Green and aromatic future: Expanding the biosynthetic repertoire of aromatic chemicals via shikimate pathway

The aromatic chemicals are a large number of industrially important products with a range of industrial applications as organic solvents, dyes, and precursors for the synthesis of numerous products employed in the food, pharmaceutical, and chemical industries. Recently, an increasing array of aromatic chemicals were produced via many microbes directly from renewable, biomass-derived feedstocks. In this study, we engineered and expanded shikimate pathway in Escherichia coli for efficient production of about ten aromatic chemicals. Firstly, the synthetic regulatory parts with different strength were used for combinatorially regulating the different modules of 3-dehydroshikimate (DHS) synthetic pathway for facilitating glucose transport, enhancing and balancing the supply of precursors, and blocking the degradation of DHS. These modifications enabled the production of DHS in the simple mineral salt media without supplementing shikimate or aromatic acids.

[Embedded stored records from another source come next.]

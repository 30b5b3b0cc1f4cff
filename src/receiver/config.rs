//! Receive path configuration

use std::net::{IpAddr, Ipv4Addr, SocketAddr};
use std::time::Duration;

use serde::{Deserialize, Serialize};

use crate::error::{RaopdError, Result};
use crate::receiver::arena::DEFAULT_MAX_POOLED;

/// Sequencer tuning.
///
/// Retry levels count recovery ticks since a sequence number was first seen
/// missing. At the default 10ms tick the rerequests go out at roughly 30ms,
/// 110ms and 230ms, and the gap is abandoned at roughly 370ms.
#[derive(Debug, Clone, PartialEq, Eq, Serialize, Deserialize)]
#[serde(default)]
pub struct SequencerConfig {
    /// Recovery tick period in milliseconds
    pub tick_interval_ms: u64,
    /// Retry levels at which a rerequest is sent, ascending
    pub rerequest_ticks: Vec<u32>,
    /// Retry level at which a gap is abandoned
    pub give_up_tick: u32,
    /// Lead over the expected sequence number beyond which the stream is
    /// treated as desynchronized and the sequencer is flushed
    pub max_lead: i32,
    /// Capacity of the inbound packet queue
    pub queue_capacity: usize,
    /// Capacity of the outbound rerequest queue
    pub rerequest_queue_capacity: usize,
}

impl Default for SequencerConfig {
    fn default() -> Self {
        Self {
            tick_interval_ms: 10,
            rerequest_ticks: vec![3, 11, 23],
            give_up_tick: 37,
            max_lead: 2000,
            queue_capacity: 256,
            rerequest_queue_capacity: 128,
        }
    }
}

impl SequencerConfig {
    /// Recovery tick period
    #[must_use]
    pub fn tick_interval(&self) -> Duration {
        Duration::from_millis(self.tick_interval_ms)
    }

    /// Set the tick period
    #[must_use]
    pub fn tick_interval_ms(mut self, ms: u64) -> Self {
        self.tick_interval_ms = ms;
        self
    }

    /// Set the retry ladder
    #[must_use]
    pub fn retry_ladder(mut self, rerequest_ticks: Vec<u32>, give_up_tick: u32) -> Self {
        self.rerequest_ticks = rerequest_ticks;
        self.give_up_tick = give_up_tick;
        self
    }

    /// Set the desync bound
    #[must_use]
    pub fn max_lead(mut self, max_lead: i32) -> Self {
        self.max_lead = max_lead;
        self
    }

    /// Check the values are usable
    ///
    /// # Errors
    /// Returns `RaopdError::InvalidConfig` naming the first bad setting.
    pub fn validate(&self) -> Result<()> {
        if self.tick_interval_ms == 0 {
            return Err(invalid("tick_interval_ms", "must be positive"));
        }
        if self.give_up_tick == 0 {
            return Err(invalid("give_up_tick", "must be positive"));
        }
        if self.rerequest_ticks.windows(2).any(|w| w[0] >= w[1]) {
            return Err(invalid("rerequest_ticks", "must be strictly ascending"));
        }
        if self.rerequest_ticks.contains(&0) {
            return Err(invalid("rerequest_ticks", "levels start at 1"));
        }
        if self
            .rerequest_ticks
            .last()
            .is_some_and(|&last| last >= self.give_up_tick)
        {
            return Err(invalid("rerequest_ticks", "must all be below give_up_tick"));
        }
        if self.max_lead <= 0 {
            return Err(invalid("max_lead", "must be positive"));
        }
        if self.queue_capacity == 0 || self.rerequest_queue_capacity == 0 {
            return Err(invalid("queue_capacity", "queues need room for one item"));
        }
        Ok(())
    }
}

/// RTP session configuration
#[derive(Debug, Clone, PartialEq, Eq, Serialize, Deserialize)]
#[serde(default)]
pub struct SessionConfig {
    /// Local address the RTP sockets bind to
    pub bind_addr: IpAddr,
    /// Audio data port (0 = auto-assign)
    pub data_port: u16,
    /// Control port (0 = auto-assign)
    pub control_port: u16,
    /// Timing port (0 = auto-assign)
    pub timing_port: u16,
    /// Sender control port to send rerequests to. When unset, rerequests go
    /// to wherever the last control packet came from.
    pub control_peer: Option<SocketAddr>,
    /// Idle buffers kept by the packet arena
    pub arena_max_pooled: usize,
    /// Sequencer tuning
    pub sequencer: SequencerConfig,
}

impl Default for SessionConfig {
    fn default() -> Self {
        Self {
            bind_addr: IpAddr::V4(Ipv4Addr::UNSPECIFIED),
            data_port: 0,
            control_port: 0,
            timing_port: 0,
            control_peer: None,
            arena_max_pooled: DEFAULT_MAX_POOLED,
            sequencer: SequencerConfig::default(),
        }
    }
}

impl SessionConfig {
    /// Parse from a JSON document; missing fields take their defaults
    ///
    /// # Errors
    /// Returns `RaopdError::ConfigParse` on malformed JSON and
    /// `RaopdError::InvalidConfig` if a value is out of range.
    pub fn from_json(json: &str) -> Result<Self> {
        let config: Self = serde_json::from_str(json)?;
        config.validate()?;
        Ok(config)
    }

    /// Set the bind address
    #[must_use]
    pub fn bind_addr(mut self, addr: IpAddr) -> Self {
        self.bind_addr = addr;
        self
    }

    /// Set the sender's control port address
    #[must_use]
    pub fn control_peer(mut self, peer: SocketAddr) -> Self {
        self.control_peer = Some(peer);
        self
    }

    /// Set sequencer tuning
    #[must_use]
    pub fn sequencer(mut self, sequencer: SequencerConfig) -> Self {
        self.sequencer = sequencer;
        self
    }

    /// Check the values are usable
    ///
    /// # Errors
    /// Returns `RaopdError::InvalidConfig` naming the first bad setting.
    pub fn validate(&self) -> Result<()> {
        self.sequencer.validate()
    }
}

fn invalid(name: &str, message: &str) -> RaopdError {
    RaopdError::InvalidConfig {
        name: name.to_string(),
        message: message.to_string(),
    }
}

The metabolically engineered strain produced about 50g/L DHS in 7-L fed-batch fermentation with 23% yield (mol/mol) from D-glucose. With the strain for DHS production as the chassis cell, other nine aromatic chemicals, including 3-dehydroquinate, quinate, shikimate, protocatechuate, protocatechuic aldehyde, protocatechuic alcohol, catechol, vanillate, vanillyl alcohol and vanillin were then produced with different titer and yield by intercepting, guiding or expanding the pathway based on introducing the suitable exogenous enzymes or/and deleting some endogenous genes. Of Which, about 110g/L 3-dehydroquinate was produced in 7-L fed-batch fermentation with 35% yield (mol/mol) from D-glucose, and this is the highest reported titer and yield so far for 3-dehydroquinate production form glucose. Our study laid important foundation for biomanufacturing of many useful aromatic chemicals.